Diese Beispiele sollen zeigen, dass für die Planung und Steuerung von Umsatz, Kosten, Beständen und Ergebnissen in erster Linie Mengen und Zeiten massgeblich sind. Diese Information kann keine Finanzbuchhaltung liefern, da sie nur Werte (Geldbeträge) abbilden kann. Das geeignete Instrument ist die Kosten-, Leistungs-, Erlös- und Ergebnisrechnung KLEER. Sie unterstützt alle Führungskräfte bei der erlös- und kostenbezogenen Unternehmenssteuerung.

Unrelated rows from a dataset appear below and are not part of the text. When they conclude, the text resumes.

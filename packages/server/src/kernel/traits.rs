// Trait definitions for dependency injection
//
// These are INFRASTRUCTURE traits only - storage and accounting, no business rules.
// Authorization and broadcast decisions live in the domain services that use them.

use anyhow::Result;
use async_trait::async_trait;

use crate::common::{ChatId, ChatMessageId, ConversationId, MessageId, Page, UserId};
use crate::domains::billing::Capacity;
use crate::domains::chat::{Chat, ChatMessage, NewChat, NewChatMessage};
use crate::domains::messenger::{
    Conversation, ConversationMessage, NewConversation, NewConversationMessage, Reaction,
};

// =============================================================================
// Chat storage
// =============================================================================

#[async_trait]
pub trait ChatRepository: Send + Sync {
    async fn create_chat(&self, chat: NewChat) -> Result<Chat>;

    /// Owner's chats, most recently active first
    async fn list_chats(&self, owner: UserId, page: Page) -> Result<Vec<Chat>>;

    /// Chat by id, only if owned by `owner`
    async fn find_chat(&self, chat_id: ChatId, owner: UserId) -> Result<Option<Chat>>;

    /// All messages of a chat in creation order
    async fn list_messages(&self, chat_id: ChatId) -> Result<Vec<ChatMessage>>;

    async fn save_message(&self, message: NewChatMessage) -> Result<ChatMessageId>;

    /// Replace content and token count in place
    async fn update_message(&self, message_id: ChatMessageId, content: &str, tokens: i64)
        -> Result<()>;

    /// Bump the chat's activity timestamp
    async fn touch_chat(&self, chat_id: ChatId) -> Result<()>;
}

// =============================================================================
// Messenger storage
// =============================================================================

#[async_trait]
pub trait MessengerRepository: Send + Sync {
    /// Insert the conversation and all of its participants atomically
    async fn create_conversation(&self, conversation: NewConversation) -> Result<Conversation>;

    /// Conversations `user_id` takes part in, most recently active first
    async fn list_conversations(&self, user_id: UserId) -> Result<Vec<Conversation>>;

    /// Newest first
    async fn list_messages(
        &self,
        conversation_id: ConversationId,
        page: Page,
    ) -> Result<Vec<ConversationMessage>>;

    async fn participant_ids(&self, conversation_id: ConversationId) -> Result<Vec<UserId>>;

    async fn is_participant(&self, conversation_id: ConversationId, user_id: UserId)
        -> Result<bool>;

    async fn insert_message(&self, message: NewConversationMessage)
        -> Result<ConversationMessage>;

    async fn find_message(&self, message_id: MessageId) -> Result<Option<ConversationMessage>>;

    /// Set new content and mark edited
    async fn update_message_content(
        &self,
        message_id: MessageId,
        content: &str,
    ) -> Result<ConversationMessage>;

    async fn delete_message(&self, message_id: MessageId) -> Result<()>;

    async fn touch_conversation(&self, conversation_id: ConversationId) -> Result<()>;

    /// Insert a reaction. `None` when the same user already reacted with the same emoji.
    async fn add_reaction(
        &self,
        message_id: MessageId,
        user_id: UserId,
        emoji: &str,
    ) -> Result<Option<Reaction>>;

    /// Returns whether a reaction was removed
    async fn remove_reaction(&self, message_id: MessageId, user_id: UserId, emoji: &str)
        -> Result<bool>;

    async fn mark_read(&self, message_id: MessageId, user_id: UserId) -> Result<()>;
}

// =============================================================================
// Token quota
// =============================================================================

#[async_trait]
pub trait QuotaService: Send + Sync {
    /// Current allowance, applying any due reset first
    async fn check_capacity(&self, user_id: UserId) -> Result<Capacity>;

    async fn increment_usage(&self, user_id: UserId, amount: i64) -> Result<()>;
}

Im englischsprachigen Raum hat sich dafür der Begriff „Management Accounting“ durchgesetzt.
Vgl. auch die grafische Darstellung der Beziehungen zwischen den Teilsystemen im Beitrag „Planungsabhängigkeiten“.
Wichtig:
Einige ERP- und Buchhaltungs-Softwareanbieter betonen in Ihrer Werbung, dass ihre Buchhaltungs-Softwaremodule auch Kostenstellen abbilden und Produkte kalkulieren können. Bei näherer Analyse der Softwareangebote stellt sich dann oft heraus, dass die Verteilung der Kostenstellenkosten auf die Produkte und Kunden durch vorbestimmte Kostenumlagen von Kostenstelle an Kostenstelle und von da auf die Produkte mittels Verteilschlüsseln eingerichtet wird und nur wenig mit der realen Kostenverursachung zu tun hat. Eine Führungs- und damit entscheidungsorientierte Planung und Steuerung der Kosten ist in solchen Softwaresystemen nicht mehr möglich, weil nicht die Stücklisten und die Arbeitspläne der hergestellten Produkte oder Dienstleistungen zur Kalkulation der Produktkosten herangezogen werden, sondern die vordefinierten Schlüsselgrössen für die Umlage fixer Kosten.
Viele unserer Kunden und Kursteilnehmenden bezahlten bei der Wahl des Softwaresystems für die Planung und Steuerung ihres Unternehmens viel Lehrgeld, weil sie zu spät realisierten, dass die KLEER immer verursachungsgerecht zu gestalten ist und damit von den Daten des ERP-Systems ausgehen muss, nicht von denjenigen aus der Finanzbuchhaltung.